Reliable Message Delivery Using Transactional Outbox Pattern

Abhishek Chandel
2 min readDec 27, 2020

In a distributed environment, communication is the key, and failure in communication is not so uncommon. How do we deliver a message reliably and consistently. Let’s Begin.

The Problem

For almost all transactions happening on our website, we do a fraud check(Your money is safe with us). This fraud check operation can result in one of the three states — ACCEPTED, REJECTED or PENDING_REVIEW. PENDING_REVIEW cases require a human intervention, i.e. someone from operations has to go to their dashboard and do ACCEPT/REJECT, this triggers a callback to our Payments system and has to be propagated aptly to the downstream systems. The solution we are using(a very well-known one in its space) has a limitation that it will only invoke this callback once*. So, if any issues arise while processing this callback, it will result in order failure. Also, We need to be sure that this processing and the propagation(through events) to downstream systems happen consistently and atomically**.
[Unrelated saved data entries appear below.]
mod common;

use approx::assert_abs_diff_eq;
use lamina::NnError;
use lamina::backend::ndarray::NdArray;
use lamina::backend::{Backend, Padding};
use lamina::engine::autodiff::value_with_pullback;
use lamina::engine::context::TrainingContext;
use lamina::engine::layer::{
    AvgPool2D, Chain, Conv2D, Dense, Flatten, InitStrategy, Layer, MaxPool2D, Relu, Sigmoid, Tanh,
};
use lamina::engine::tree::ParameterTree;

use common::{check_input_gradient, check_parameter_gradients};

fn ctx() -> TrainingContext {
    TrainingContext::training()
}

#[test]
fn test_dense_forward_shape_and_values() {
    let weight = NdArray::from_vec(vec![1.0, 0.0, 0.0, 1.0, 1.0, 1.0], &[3, 2]);
    let bias = NdArray::from_vec(vec![0.5, -0.5], &[2]);
    let layer = Dense::<NdArray>::from_parts(weight, bias).unwrap();

    let x = NdArray::from_vec(
        vec![1.0, 2.0, 3.0, 4.0, 5.0, 6.0, 7.0, 8.0, 9.0, 10.0, 11.0, 12.0],
        &[4, 3],
    );
    let y = layer.forward(&ctx(), &x);
    assert_eq!(NdArray::shape(&y), vec![4, 2]);
    // row 0: [1 + 3, 2 + 3] + bias
    assert_eq!(&NdArray::to_vec(&y)[..2], &[4.5, 4.5]);
}

#[test]
fn test_dense_glorot_uniform_bound() {
    let layer = Dense::<NdArray>::seeded(100, 100, InitStrategy::GlorotUniform, 42).unwrap();
    let limit = (6.0f32 / 200.0).sqrt();
    assert!(layer.weight.iter().all(|w| w.abs() <= limit));
    assert!(layer.weight.iter().any(|w| w.abs() > limit * 0.9));
    assert!(layer.bias.iter().all(|&b| b == 0.0));
    assert_eq!(layer.in_features(), 100);
    assert_eq!(layer.out_features(), 100);
}

#[test]
fn test_dense_he_normal_statistics() {
    // HeNormal: std = sqrt(2/in) = sqrt(0.02) ~= 0.1414
    let layer = Dense::<NdArray>::seeded(100, 100, InitStrategy::HeNormal, 7).unwrap();
    let values = NdArray::to_vec(&layer.weight);
    let n = values.len() as f32;
    let mean = values.iter().sum::<f32>() / n;
    let std = (values.iter().map(|v| (v - mean).powi(2)).sum::<f32>() / n).sqrt();
    assert_abs_diff_eq!(mean, 0.0, epsilon = 0.01);
    assert_abs_diff_eq!(std, 0.02f32.sqrt(), epsilon = 0.01);
}

#[test]
fn test_seeded_initialisation_is_reproducible() {
    let a = Dense::<NdArray>::seeded(5, 4, InitStrategy::GlorotNormal, 9).unwrap();
    let b = Dense::<NdArray>::seeded(5, 4, InitStrategy::GlorotNormal, 9).unwrap();
    let c = Dense::<NdArray>::seeded(5, 4, InitStrategy::GlorotNormal, 10).unwrap();
    assert_eq!(a.weight, b.weight);
    assert_ne!(a.weight, c.weight);
}

#[test]
fn test_zero_fan_is_rejected() {
    assert!(matches!(
        Dense::<NdArray>::new(0, 0, InitStrategy::GlorotUniform),
        Err(NnError::InvalidShape(_))
    ));
    assert!(matches!(
        Dense::<NdArray>::new(0, 3, InitStrategy::HeUniform),
        Err(NnError::InvalidShape(_))
    ));
    assert!(matches!(
        Conv2D::<NdArray>::new(3, 4, (0, 0), (1, 1), Padding::Valid, InitStrategy::GlorotUniform),
        Err(NnError::InvalidShape(_))
    ));
    assert!(matches!(
        Conv2D::<NdArray>::new(3, 4, (3, 3), (0, 1), Padding::Valid, InitStrategy::GlorotUniform),
        Err(NnError::InvalidShape(_))
    ));
    assert!(MaxPool2D::new((0, 2), (2, 2), Padding::Valid).is_err());
    assert!(AvgPool2D::new((2, 2), (2, 0), Padding::Valid).is_err());
}

#[test]
fn test_dense_from_parts_checks_shapes() {
    let result = Dense::<NdArray>::from_parts(NdArray::zeros(&[3, 2]), NdArray::zeros(&[3]));
    assert!(matches!(result, Err(NnError::InvalidShape(_))));
}

#[test]
fn test_dense_gradients() {
    let layer = Dense::<NdArray>::seeded(4, 3, InitStrategy::GlorotUniform, 1).unwrap();
    let x = NdArray::random_normal(&[5, 4], 0.0, 1.0, Some(2));
    check_parameter_gradients(&layer, &ctx(), &x, 1e-2);
    check_input_gradient(&layer, &ctx(), &x, 1e-2);
}

#[test]
fn test_conv_glorot_bound_uses_receptive_field() {
    let conv = Conv2D::<NdArray>::seeded(
        3,
        8,
        (3, 3),
        (1, 1),
        Padding::Same,
        InitStrategy::GlorotUniform,
        3,
    )
    .unwrap();
    assert_eq!(conv.filter_shape(), vec![8, 3, 3, 3]);
    // fanIn = 3*3*3, fanOut = 8*3*3
    let limit = (6.0f32 / (27.0 + 72.0)).sqrt();
    assert!(conv.filter.iter().all(|w| w.abs() <= limit));
    assert_eq!(
        conv.addresses()
            .iter()
            .map(|p| p.to_string())
            .collect::<Vec<_>>(),
        vec!["filter"]
    );
}

#[test]
fn test_conv_output_shapes() {
    let x = NdArray::random_normal(&[2, 3, 7, 7], 0.0, 1.0, Some(4));
    let build = |padding| {
        Conv2D::<NdArray>::seeded(3, 4, (3, 3), (2, 2), padding, InitStrategy::GlorotUniform, 1)
            .unwrap()
    };
    let (same, valid) = (build(Padding::Same), build(Padding::Valid));
    assert_eq!(NdArray::shape(&same.forward(&ctx(), &x)), vec![2, 4, 4, 4]);
    assert_eq!(NdArray::shape(&valid.forward(&ctx(), &x)), vec![2, 4, 3, 3]);
}

#[test]
fn test_conv_same_padding_extra_cell_is_bottom_right() {
    let conv =
        Conv2D::<NdArray>::from_filter(NdArray::ones(&[1, 1, 2, 2]), (1, 1), Padding::Same).unwrap();
    let x = NdArray::ones(&[1, 1, 3, 3]);
    let y = NdArray::to_vec(&conv.forward(&ctx(), &x));
    assert_eq!(y, vec![4.0, 4.0, 2.0, 4.0, 4.0, 2.0, 2.0, 2.0, 1.0]);

    let valid =
        Conv2D::<NdArray>::from_filter(NdArray::ones(&[1, 1, 2, 2]), (1, 1), Padding::Valid).unwrap();
    assert_eq!(NdArray::to_vec(&valid.forward(&ctx(), &x)), vec![4.0; 4]);
}

#[test]
fn test_conv_gradients() {
    let x = NdArray::random_normal(&[2, 2, 5, 5], 0.0, 1.0, Some(5));
    for padding in [Padding::Valid, Padding::Same] {
        let conv =
            Conv2D::<NdArray>::seeded(2, 3, (3, 3), (2, 2), padding, InitStrategy::GlorotUniform, 6)
                .unwrap();
        check_parameter_gradients(&conv, &ctx(), &x, 2e-2);
        check_input_gradient(&conv, &ctx(), &x, 2e-2);
    }
}

#[test]
fn test_max_pool_values_and_first_argmax() {
    let pool = MaxPool2D::new((2, 2), (2, 2), Padding::Valid).unwrap();
    let x = NdArray::from_vec((1..=16).map(|v| v as f32).collect(), &[1, 1, 4, 4]);
    let y = Layer::<NdArray>::forward(&pool, &ctx(), &x);
    assert_eq!(NdArray::to_vec(&y), vec![6.0, 8.0, 14.0, 16.0]);

    let ties = NdArray::ones(&[1, 1, 2, 2]);
    let (_, pullback) = value_with_pullback::<NdArray, _>(&pool, &ctx(), &ties);
    let (grads, dx) = pullback.apply(&NdArray::ones(&[1, 1, 1, 1]));
    assert!(grads.is_empty());
    assert_eq!(NdArray::to_vec(&dx), vec![1.0, 0.0, 0.0, 0.0]);
}

#[test]
fn test_avg_pool_ignores_padding_cells() {
    let pool = AvgPool2D::new((2, 2), (2, 2), Padding::Same).unwrap();
    let x = NdArray::from_vec((1..=9).map(|v| v as f32).collect(), &[1, 1, 3, 3]);
    let y = Layer::<NdArray>::forward(&pool, &ctx(), &x);
    assert_eq!(NdArray::to_vec(&y), vec![3.0, 4.5, 7.5, 9.0]);
}

#[test]
fn test_max_pool_same_padding_ignores_padding_cells() {
    let pool = MaxPool2D::new((2, 2), (2, 2), Padding::Same).unwrap();
    let x = NdArray::from_vec((1..=9).map(|v| -(v as f32)).collect(), &[1, 1, 3, 3]);
    let y = Layer::<NdArray>::forward(&pool, &ctx(), &x);
    // 全て負の値なので、パディングの0が混ざれば結果が変わる
    assert_eq!(NdArray::to_vec(&y), vec![-1.0, -3.0, -7.0, -9.0]);
}

#[test]
fn test_pool_gradients() {
    // 窓内の値の差が差分幅より十分大きくなるように並べる
    let values: Vec<f32> = (0..50).map(|v| ((v * 37) % 50) as f32 * 0.1).collect();
    let x = NdArray::from_vec(values, &[1, 2, 5, 5]);
    for padding in [Padding::Valid, Padding::Same] {
        let max = MaxPool2D::new((2, 2), (2, 2), padding).unwrap();
        let avg = AvgPool2D::new((3, 3), (2, 2), padding).unwrap();
        check_input_gradient::<MaxPool2D>(&max, &ctx(), &x, 1e-2);
        check_input_gradient::<AvgPool2D>(&avg, &ctx(), &x, 1e-2);
    }
}

#[test]
fn test_sigmoid() {
    let layer = Sigmoid;
    let x = NdArray::from_vec(vec![0.0], &[1]);
    let (y, pullback) = value_with_pullback::<NdArray, _>(&layer, &ctx(), &x);
    assert_abs_diff_eq!(NdArray::to_vec(&y)[0], 0.5, epsilon = 1e-6);
    let (_, dx) = pullback.apply(&NdArray::ones(&[1]));
    assert_abs_diff_eq!(NdArray::to_vec(&dx)[0], 0.25, epsilon = 1e-6);
}

#[test]
fn test_tanh() {
    let layer = Tanh;
    let x = NdArray::from_vec(vec![0.0], &[1]);
    let (y, pullback) = value_with_pullback::<NdArray, _>(&layer, &ctx(), &x);
    assert_abs_diff_eq!(NdArray::to_vec(&y)[0], 0.0, epsilon = 1e-6);
    let (_, dx) = pullback.apply(&NdArray::ones(&[1]));
    assert_abs_diff_eq!(NdArray::to_vec(&dx)[0], 1.0, epsilon = 1e-6);
}

#[test]
fn test_relu() {
    let layer = Relu;
    let x = NdArray::from_vec(vec![-1.0, 1.0], &[2]);
    let (y, pullback) = value_with_pullback::<NdArray, _>(&layer, &ctx(), &x);
    assert_eq!(NdArray::to_vec(&y), vec![0.0, 1.0]);
    let (_, dx) = pullback.apply(&NdArray::ones(&[2]));
    assert_eq!(NdArray::to_vec(&dx), vec![0.0, 1.0]);
}

#[test]
fn test_flatten_round_trip() {
    let layer = Flatten;
    let x = NdArray::random_normal(&[2, 3, 2, 2], 0.0, 1.0, Some(8));
    let (y, pullback) = value_with_pullback::<NdArray, _>(&layer, &ctx(), &x);
    assert_eq!(NdArray::shape(&y), vec![2, 12]);
    let (_, dx) = pullback.apply(&y);
    assert_eq!(dx, x);
}

#[test]
fn test_chain_addresses_and_gradients() {
    let chain = Chain::new(
        Dense::<NdArray>::seeded(3, 4, InitStrategy::GlorotUniform, 1).unwrap(),
        Chain::new(
            Tanh,
            Dense::<NdArray>::seeded(4, 2, InitStrategy::GlorotUniform, 2).unwrap(),
        ),
    );
    let names: Vec<String> = ParameterTree::<NdArray>::addresses(&chain)
        .iter()
        .map(|p| p.to_string())
        .collect();
    assert_eq!(
        names,
        vec![
            "first.weight",
            "first.bias",
            "second.second.weight",
            "second.second.bias"
        ]
    );
    let x = NdArray::random_normal(&[3, 3], 0.0, 1.0, Some(3));
    check_parameter_gradients(&chain, &ctx(), &x, 1e-2);
    check_input_gradient(&chain, &ctx(), &x, 1e-2);
}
This problem is a perfect use-case for Transactional Outbox Pattern.

What is it?

In this pattern, instead of directly writing to the desired table, we first put an entry in an outbox table, we store the payload we get in callback, as is, and mark it as pending, then a worker(we wrote a cron job) reads these entries in batches, then these batches are processed sequentially.For a record in a batch, we write to our original table first and then try to publish the message. If there’s an error in publishing message, we immediately rollback our write. If everything goes well, we process the next record in the current batch and mark this record as processed. The following diagram illustrates it.
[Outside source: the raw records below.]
use std::sync::OnceLock;

use tracing_subscriber::{EnvFilter, layer::SubscriberExt, util::SubscriberInitExt};

static INITIALISED: OnceLock<()> = OnceLock::new();

/// Installs a global fmt subscriber filtered by `RUST_LOG` (default `info`).
///
/// Calling it more than once is a no-op, so tests and demos can both call it.
pub fn init_tracing() {
    if INITIALISED.set(()).is_err() {
        return;
    }
    let filter = EnvFilter::try_from_default_env().unwrap_or_else(|_| EnvFilter::new("info"));
    let fmt_layer = tracing_subscriber::fmt::layer().with_target(true);
    // 他のクレートが先にsubscriberを入れていても失敗扱いにしない
    let _ = tracing_subscriber::registry()
        .with(filter)
        .with(fmt_layer)
        .try_init();
}
use crate::{
    backend::{Backend, Padding},
    engine::{
        autodiff::Pullback,
        context::TrainingContext,
        layer::{Layer, positive_pair},
    },
    error::Result,
    parameter_tree,
};

/// Geometry shared by the pooling layers.
#[derive(Debug, Clone, Copy, PartialEq, Eq)]
pub struct PoolGeometry {
    pub pool_size: (usize, usize),
    pub strides: (usize, usize),
    pub padding: Padding,
}

impl PoolGeometry {
    fn new(pool_size: (usize, usize), strides: (usize, usize), padding: Padding) -> Result<Self> {
        Ok(Self {
            pool_size: positive_pair("pool_size", pool_size)?,
            strides: positive_pair("strides", strides)?,
            padding,
        })
    }
}

/// Windowed maximum over H and W. The gradient flows to the first maximum.
#[derive(Debug, Clone, Copy)]
pub struct MaxPool2D {
    geometry: PoolGeometry,
}

parameter_tree!(impl<B> for MaxPool2D {});

impl MaxPool2D {
    pub fn new(pool_size: (usize, usize), strides: (usize, usize), padding: Padding) -> Result<Self> {
        Ok(Self {
            geometry: PoolGeometry::new(pool_size, strides, padding)?,
        })
    }

    pub fn geometry(&self) -> PoolGeometry {
        self.geometry
    }
}

impl<B: Backend> Layer<B> for MaxPool2D {
    fn forward_with_pullback<'a>(
        &'a self,
        _ctx: &TrainingContext,
        x: &B::Tensor,
    ) -> (B::Tensor, Pullback<'a, B>) {
        let PoolGeometry {
            pool_size,
            strides,
            padding,
        } = self.geometry;
        let y = B::max_pool2d(x, pool_size, strides, padding);
        let x = x.clone();
        let pullback = Pullback::input_only(move |g: &B::Tensor| {
            B::max_pool2d_backprop(&x, g, pool_size, strides, padding)
        });
        (y, pullback)
    }
}

/// Windowed mean over H and W. Padding cells are not counted.
#[derive(Debug, Clone, Copy)]
pub struct AvgPool2D {
    geometry: PoolGeometry,
}

parameter_tree!(impl<B> for AvgPool2D {});

impl AvgPool2D {
    pub fn new(pool_size: (usize, usize), strides: (usize, usize), padding: Padding) -> Result<Self> {
        Ok(Self {
            geometry: PoolGeometry::new(pool_size, strides, padding)?,
        })
    }

    pub fn geometry(&self) -> PoolGeometry {
        self.geometry
    }
}

impl<B: Backend> Layer<B> for AvgPool2D {
    fn forward_with_pullback<'a>(
        &'a self,
        _ctx: &TrainingContext,
        x: &B::Tensor,
    ) -> (B::Tensor, Pullback<'a, B>) {
        let PoolGeometry {
            pool_size,
            strides,
            padding,
        } = self.geometry;
        let y = B::avg_pool2d(x, pool_size, strides, padding);
        let input_shape = B::shape(x);
        let pullback = Pullback::input_only(move |g: &B::Tensor| {
            B::avg_pool2d_backprop(&input_shape, g, pool_size, strides, padding)
        });
        (y, pullback)
    }
}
Diagram might look daunting, however, it is fairly simple to implement, and it comes with tonnes of advantages.

Pros

  1. Before we do any processing, we save the callback as is. This solves our first problem(marked as *) as we can always read the payload in case of exceptions.
  2. This enables us to replay messages at a later point in time. This is a huge advantage.
  3. This ensures, that we are delivering our messages consistently and atomically.

Conclusion

Microservice architecture comes with many benefits, however they also create multiple points of failure. Transactional Outbox pattern minimises the chances of failure and ensures the atomicity of the operation at same time.